Vladimir Nabokov

NABOKV-L post 0019937, Thu, 29 Apr 2010 22:37:49 +0400

Subject
akula (shark) in Chekhov
Date
Body
As I mentioned earlier, there is akula (shark) in Vakula (the hero of Gogol's The Christmas Eve). A shark appears in the penultimate paragraph of Chekhov story Gusev (1890):

After that another dark body appeared. It was a shark. It swam under Gusev with dignity and no show of interest, as though it did not notice him, and sank down upon its back, then it turned belly upwards, basking in the warm, transparent water and languidly opened its jaws with two rows of teeth.
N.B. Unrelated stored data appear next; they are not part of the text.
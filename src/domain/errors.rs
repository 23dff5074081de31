//! Domain error types
//!
//! This module defines the error hierarchy for Curator.
//! All errors are domain-specific and don't expose third-party types.

use thiserror::Error;

/// Main Curator error type
///
/// This is the primary error type used throughout the library.
/// Per-record reconciliation failures are never surfaced through this type;
/// they are recorded as outcomes and counted (see `core::reconcile`).
#[derive(Debug, Error)]
pub enum CuratorError {
    /// Configuration-related errors
    #[error("Configuration error: {0}")]
    Configuration(String),

    /// A registry or store lookup found nothing for the given key
    #[error("Not found: {0}")]
    NotFound(String),

    /// Validation errors (malformed input records, invalid dates)
    #[error("Validation error: {0}")]
    Validation(String),

    /// Document store errors
    #[error("Store error: {0}")]
    Store(#[from] StoreError),

    /// Extraction service errors
    #[error("Extraction error: {0}")]
    Extraction(#[from] ExtractionError),

    /// Database-related errors (connection pool, SQL)
    #[error("Database error: {0}")]
    Database(String),

    /// Serialization/deserialization errors
    #[error("Serialization error: {0}")]
    Serialization(String),

    /// I/O errors
    #[error("I/O error: {0}")]
    Io(String),

    /// Generic errors with context
    #[error("{0}")]
    Other(String),
}

/// Document store errors
///
/// Errors raised by `ExhibitionStore` implementations. A transaction that
/// fails with any of these is failed as a whole; nothing it planned is written.
#[derive(Debug, Error)]
pub enum StoreError {
    /// Store could not be reached or refused the operation
    #[error("Store unavailable: {0}")]
    Unavailable(String),

    /// Concurrent writers kept invalidating the transaction's reads
    #[error("Transaction aborted after {attempts} conflicting attempt(s)")]
    TransactionConflict { attempts: usize },

    /// The transaction exceeds the store's per-transaction operation ceiling
    #[error("Transaction has {operations} operations, limit is {limit}")]
    TransactionTooLarge { operations: usize, limit: usize },

    /// A create targeted an identity that already has a document
    #[error("Document already exists: {0}")]
    DocumentExists(String),

    /// A stored document could not be decoded
    #[error("Malformed document {id}: {reason}")]
    MalformedDocument { id: String, reason: String },

    /// A write was rejected by the store
    #[error("Write failed: {0}")]
    WriteFailed(String),
}

/// Extraction service errors
///
/// Errors that occur when calling the external extraction service.
/// These errors don't expose third-party HTTP client types.
#[derive(Debug, Error)]
pub enum ExtractionError {
    /// Failed to connect to the extraction service
    #[error("Failed to connect to extraction service: {0}")]
    ConnectionFailed(String),

    /// Response body was not a recognizable extraction result
    #[error("Invalid response from extraction service: {0}")]
    InvalidResponse(String),

    /// Server error (5xx)
    #[error("Server error: {status} - {message}")]
    ServerError { status: u16, message: String },

    /// Client error (4xx)
    #[error("Client error: {status} - {message}")]
    ClientError { status: u16, message: String },

    /// Timeout
    #[error("Request timeout: {0}")]
    Timeout(String),
}

impl ExtractionError {
    /// Whether retrying the same request may succeed
    pub fn is_transient(&self) -> bool {
        matches!(
            self,
            ExtractionError::ConnectionFailed(_)
                | ExtractionError::ServerError { .. }
                | ExtractionError::Timeout(_)
        )
    }
}

// Conversion from std::io::Error
impl From<std::io::Error> for CuratorError {
    fn from(err: std::io::Error) -> Self {
        CuratorError::Io(err.to_string())
    }
}

// Conversion from serde_json::Error
impl From<serde_json::Error> for CuratorError {
    fn from(err: serde_json::Error) -> Self {
        CuratorError::Serialization(err.to_string())
    }
}

// Conversion from toml parse errors
impl From<toml::de::Error> for CuratorError {
    fn from(err: toml::de::Error) -> Self {
        CuratorError::Configuration(format!("TOML parse error: {err}"))
    }
}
The harbour pilots are delighted, they stop to see what will come next. After playing a little with the body the shark nonchalantly puts its jaws under it, cautiously touches it with its teeth, and the sailcloth is rent its full length from head to foot; one of the weights falls out and frightens the harbour pilots, and striking the shark on the ribs goes rapidly to
the bottom. (http://www.readprint.com/work-348/Gusev-Anton-Chekhov)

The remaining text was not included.